## Exercise aim
Beginning with the first line, transcribe the entries below exactly through the line containing "pub enum AddressType", inclusive.

## Saved data entries
- - -
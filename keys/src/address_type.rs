//!
//! Address types selectable per generated list.
//!

use crate::keygen::PubkeyScheme;
use serde::{Deserialize, Serialize};
use std::fmt;
use std::str::FromStr;

/// The address encodings a protocol may offer. Each type fixes both the
/// public key form fed into hashing and the final address encoding.
#[derive(Clone, Copy, PartialEq, Eq, Debug, Hash, Serialize, Deserialize)]
#[serde(rename_all = "snake_case")]
pub enum AddressType {
    /// Pay-to-pubkey-hash of an uncompressed public key.
    Legacy,
    /// Pay-to-pubkey-hash of a compressed public key.
    Compressed,
    /// P2SH-wrapped segwit (the compatibility form).
    Segwit,
    /// Native segwit v0.
    Bech32,
    /// Ethereum account address.
    Ethereum,
    /// Zcash shielded (z-address).
    ZcashZ,
}

impl AddressType {
    pub fn name(self) -> &'static str {
        match self {
            AddressType::Legacy => "legacy",
            AddressType::Compressed => "compressed",
            AddressType::Segwit => "segwit",
            AddressType::Bech32 => "bech32",
            AddressType::Ethereum => "ethereum",
            AddressType::ZcashZ => "zcash_z",
        }
    }

    /// One-letter code used in list IDs and filenames.
    pub fn code(self) -> char {
        match self {
            AddressType::Legacy => 'L',
            AddressType::Compressed => 'C',
            AddressType::Segwit => 'S',
            AddressType::Bech32 => 'B',
            AddressType::Ethereum => 'E',
            AddressType::ZcashZ => 'Z',
        }
    }

    /// Whether keys of this type use the compressed public key form.
    pub fn is_compressed(self) -> bool {
        matches!(self, AddressType::Compressed | AddressType::Segwit | AddressType::Bech32)
    }

    pub fn pubkey_scheme(self) -> PubkeyScheme {
        match self {
            AddressType::ZcashZ => PubkeyScheme::ZcashZ,
            _ => PubkeyScheme::Standard,
        }
    }
}

impl fmt::Display for AddressType {
    fn fmt(&self, f: &mut fmt::Formatter<'_>) -> fmt::Result {
        f.write_str(self.name())
    }
}

/// Accepts either the full name (`"segwit"`) or the one-letter code
/// (`"S"`).
impl FromStr for AddressType {
    type Err = String;

    fn from_str(s: &str) -> Result<Self, Self::Err> {
        match s {
            "legacy" | "L" => Ok(AddressType::Legacy),
            "compressed" | "C" => Ok(AddressType::Compressed),
            "segwit" | "S" => Ok(AddressType::Segwit),
            "bech32" | "B" => Ok(AddressType::Bech32),
            "ethereum" | "E" => Ok(AddressType::Ethereum),
            "zcash_z" | "Z" => Ok(AddressType::ZcashZ),
            _ => Err(format!("unrecognized address type {s:?}")),
        }
    }
}

#[cfg(test)]
mod tests {
    use super::*;

    #[test]
    fn names_and_codes_round_trip() {
        for at in [
            AddressType::Legacy,
            AddressType::Compressed,
            AddressType::Segwit,
            AddressType::Bech32,
            AddressType::Ethereum,
            AddressType::ZcashZ,
        ] {
            assert_eq!(at.name().parse::<AddressType>().unwrap(), at);
            assert_eq!(at.code().to_string().parse::<AddressType>().unwrap(), at);
        }
        assert!("p2pkh".parse::<AddressType>().is_err());
    }

    #[test]
    fn compression_rules() {
        assert!(!AddressType::Legacy.is_compressed());
        assert!(!AddressType::Ethereum.is_compressed());
        assert!(AddressType::Segwit.is_compressed());
        assert_eq!(AddressType::ZcashZ.pubkey_scheme(), PubkeyScheme::ZcashZ);
        assert_eq!(AddressType::Legacy.pubkey_scheme(), PubkeyScheme::Standard);
    }
}
//!
//! Master seed and seed identifier types.
//!

use crate::error::Error;
use crate::result::Result;
use crate::scramble::sha256d;
use rand::{rngs::OsRng, RngCore};
use sha2::{Digest, Sha256};
use std::fmt;
use std::str::FromStr;
use zeroize::Zeroize;

/// Supported seed lengths in bits.
#[derive(Clone, Copy, PartialEq, Eq, Debug, Hash)]
pub enum SeedLength {
    Bits128,
    Bits192,
    Bits256,
}

impl SeedLength {
    pub fn bits(self) -> usize {
        match self {
            SeedLength::Bits128 => 128,
            SeedLength::Bits192 => 192,
            SeedLength::Bits256 => 256,
        }
    }

    pub fn byte_len(self) -> usize {
        self.bits() / 8
    }

    pub fn from_byte_len(len: usize) -> Result<Self> {
        match len {
            16 => Ok(SeedLength::Bits128),
            24 => Ok(SeedLength::Bits192),
            32 => Ok(SeedLength::Bits256),
            _ => Err(Error::SeedLength(len * 8)),
        }
    }
}

/// Public, non-secret fingerprint of a seed: the first 32 bits of
/// SHA-256d over the seed data, displayed as 8 uppercase hex digits.
#[derive(Clone, Copy, PartialEq, Eq, Hash, PartialOrd, Ord)]
pub struct SeedId(u32);

impl SeedId {
    pub fn of(data: &[u8]) -> Self {
        let digest = sha256d(data);
        SeedId(u32::from_be_bytes([digest[0], digest[1], digest[2], digest[3]]))
    }
}

impl fmt::Display for SeedId {
    fn fmt(&self, f: &mut fmt::Formatter<'_>) -> fmt::Result {
        write!(f, "{:08X}", self.0)
    }
}

impl fmt::Debug for SeedId {
    fn fmt(&self, f: &mut fmt::Formatter<'_>) -> fmt::Result {
        write!(f, "SeedId({:08X})", self.0)
    }
}

impl FromStr for SeedId {
    type Err = Error;

    fn from_str(s: &str) -> Result<Self> {
        if s.len() != 8 || !s.bytes().all(|b| b.is_ascii_hexdigit()) {
            return Err(Error::InvalidSeedId(s.to_string()));
        }
        u32::from_str_radix(s, 16).map(SeedId).map_err(|_| Error::InvalidSeedId(s.to_string()))
    }
}

/// A master or derived seed: immutable secret bytes plus the
/// [`SeedId`] computed from them. The buffer is wiped on drop.
#[derive(Clone)]
pub struct Seed {
    data: Vec<u8>,
    id: SeedId,
}

impl Seed {
    pub fn new(data: Vec<u8>) -> Result<Self> {
        SeedLength::from_byte_len(data.len())?;
        let id = SeedId::of(&data);
        Ok(Seed { data, id })
    }

    /// Generate a fresh seed from OS randomness. The raw entropy is
    /// whitened through SHA-256 before truncation to the target length.
    pub fn random(length: SeedLength) -> Self {
        let mut entropy = [0u8; 64];
        OsRng.fill_bytes(&mut entropy);
        let digest: [u8; 32] = Sha256::digest(entropy).into();
        entropy.zeroize();
        let data = digest[..length.byte_len()].to_vec();
        let id = SeedId::of(&data);
        Seed { data, id }
    }

    pub fn id(&self) -> SeedId {
        self.id
    }

    pub fn data(&self) -> &[u8] {
        &self.data
    }

    pub fn byte_len(&self) -> usize {
        self.data.len()
    }

    pub fn length(&self) -> SeedLength {
        // Enforced by every constructor.
        SeedLength::from_byte_len(self.data.len()).expect("seed length validated on construction")
    }
}

/// Two seeds are the same wallet iff their IDs match.
impl PartialEq for Seed {
    fn eq(&self, other: &Self) -> bool {
        self.id == other.id
    }
}

impl Eq for Seed {}

impl fmt::Debug for Seed {
    fn fmt(&self, f: &mut fmt::Formatter<'_>) -> fmt::Result {
        write!(f, "Seed {{ id: {}, bits: {} }}", self.id, self.data.len() * 8)
    }
}

impl Drop for Seed {
    fn drop(&mut self) {
        self.data.zeroize();
    }
}

#[cfg(test)]
mod tests {
    use super::*;
    use faster_hex::hex_decode_fallback;

    macro_rules! hex {
        ($str: literal) => {{
            let len = $str.as_bytes().len() / 2;
            let mut dst = vec![0; len];
            dst.resize(len, 0);
            hex_decode_fallback($str.as_bytes(), &mut dst);
            dst
        }};
    }

    #[test]
    fn seed_id_vectors() {
        let seed256 = Seed::new(hex!("00112233445566778899aabbccddeeff00112233445566778899aabbccddeeff")).unwrap();
        let seed128 = Seed::new(hex!("00112233445566778899aabbccddeeff")).unwrap();
        assert_eq!(seed256.id().to_string(), "E54A22F6");
        assert_eq!(seed128.id().to_string(), "C2979480");
        assert_eq!("E54A22F6".parse::<SeedId>().unwrap(), seed256.id());
    }

    #[test]
    fn seed_length_validation() {
        assert_eq!(Seed::new(vec![0u8; 17]).unwrap_err(), Error::SeedLength(136));
        assert_eq!(Seed::new(vec![]).unwrap_err(), Error::SeedLength(0));
        for len in [16, 24, 32] {
            assert_eq!(Seed::new(vec![7u8; len]).unwrap().byte_len(), len);
        }
    }

    #[test]
    fn random_seed_lengths() {
        for length in [SeedLength::Bits128, SeedLength::Bits192, SeedLength::Bits256] {
            let seed = Seed::random(length);
            assert_eq!(seed.byte_len(), length.byte_len());
            assert_eq!(seed.length(), length);
        }
    }

    #[test]
    fn seed_identity_is_the_id() {
        let a = Seed::new(vec![1u8; 16]).unwrap();
        let b = Seed::new(vec![1u8; 16]).unwrap();
        let c = Seed::new(vec![2u8; 16]).unwrap();
        assert_eq!(a, b);
        assert_ne!(a, c);
    }

    #[test]
    fn bad_seed_id_specs() {
        assert!("E54A22F".parse::<SeedId>().is_err());
        assert!("E54A22F6X".parse::<SeedId>().is_err());
        assert!("E54A22GG".parse::<SeedId>().is_err());
    }
}
// Permit-based wake signal for the trigger thread

use std::sync::{Condvar, Mutex, MutexGuard, PoisonError};
use std::time::{Duration, Instant};

/// A single accumulating permit.
///
/// `unpark` stores the permit even when nobody is waiting, so a wake sent
/// just before the trigger parks is still observed. Repeated unparks
/// collapse into one permit.
#[derive(Default)]
pub struct WakeSignal {
    permit: Mutex<bool>,
    cvar: Condvar,
}

impl WakeSignal {
    pub fn new() -> Self {
        Self::default()
    }

    fn lock(&self) -> MutexGuard<'_, bool> {
        self.permit.lock().unwrap_or_else(PoisonError::into_inner)
    }

    pub fn unpark(&self) {
        let mut permit = self.lock();
        *permit = true;
        self.cvar.notify_one();
    }

    /// Block until a permit is available, then consume it
    pub fn park(&self) {
        let mut permit = self.lock();
        while !*permit {
            permit = self
                .cvar
                .wait(permit)
                .unwrap_or_else(PoisonError::into_inner);
        }
        *permit = false;
    }

    /// Block until a permit arrives or `timeout` elapses.
    ///
    /// Returns `true` when woken by a permit, `false` on timeout.
    pub fn park_timeout(&self, timeout: Duration) -> bool {
        let deadline = Instant::now() + timeout;
        let mut permit = self.lock();
        loop {
            if *permit {
                *permit = false;
                return true;
            }
            let remaining = deadline.saturating_duration_since(Instant::now());
            if remaining.is_zero() {
                return false;
            }
            permit = self
                .cvar
                .wait_timeout(permit, remaining)
                .map(|(guard, _)| guard)
                .unwrap_or_else(|poisoned| poisoned.into_inner().0);
        }
    }
}

#[cfg(test)]
mod tests {
    use super::*;
    use std::sync::Arc;
    use std::thread;

    #[test]
    fn test_unpark_before_park_is_not_lost() {
        let signal = WakeSignal::new();
        signal.unpark();

        let started = Instant::now();
        signal.park();
        assert!(started.elapsed() < Duration::from_millis(100));
    }

    #[test]
    fn test_permits_do_not_accumulate_past_one() {
        let signal = WakeSignal::new();
        signal.unpark();
        signal.unpark();
        signal.unpark();

        assert!(signal.park_timeout(Duration::from_millis(10)));
        assert!(!signal.park_timeout(Duration::from_millis(10)));
    }

    #[test]
    fn test_park_timeout_expires_without_permit() {
        let signal = WakeSignal::new();
        let started = Instant::now();
        assert!(!signal.park_timeout(Duration::from_millis(50)));
        assert!(started.elapsed() >= Duration::from_millis(50));
    }

    #[test]
    fn test_unpark_wakes_parked_thread() {
        let signal = Arc::new(WakeSignal::new());
        let waiter = Arc::clone(&signal);

        let handle = thread::spawn(move || {
            let started = Instant::now();
            let woken = waiter.park_timeout(Duration::from_secs(10));
            (woken, started.elapsed())
        });

        thread::sleep(Duration::from_millis(50));
        signal.unpark();

        let (woken, waited) = handle.join().unwrap();
        assert!(woken);
        assert!(waited < Duration::from_secs(5));
    }

    #[test]
    fn test_indefinite_park_released_by_other_thread() {
        let signal = Arc::new(WakeSignal::new());
        let waker = Arc::clone(&signal);

        let handle = thread::spawn(move || {
            thread::sleep(Duration::from_millis(20));
            waker.unpark();
        });

        signal.park();
        handle.join().unwrap();
    }
}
- - -
## Response to this exercise
filename keys/src/address_type.rs
//!
//! Address types selectable per generated list.
//!

use crate::keygen::PubkeyScheme;
use serde::{Deserialize, Serialize};
use std::fmt;
use std::str::FromStr;

/// The address encodings a protocol may offer. Each type fixes both the
/// public key form fed into hashing and the final address encoding.
#[derive(Clone, Copy, PartialEq, Eq, Debug, Hash, Serialize, Deserialize)]
#[serde(rename_all = "snake_case")]
pub enum AddressType {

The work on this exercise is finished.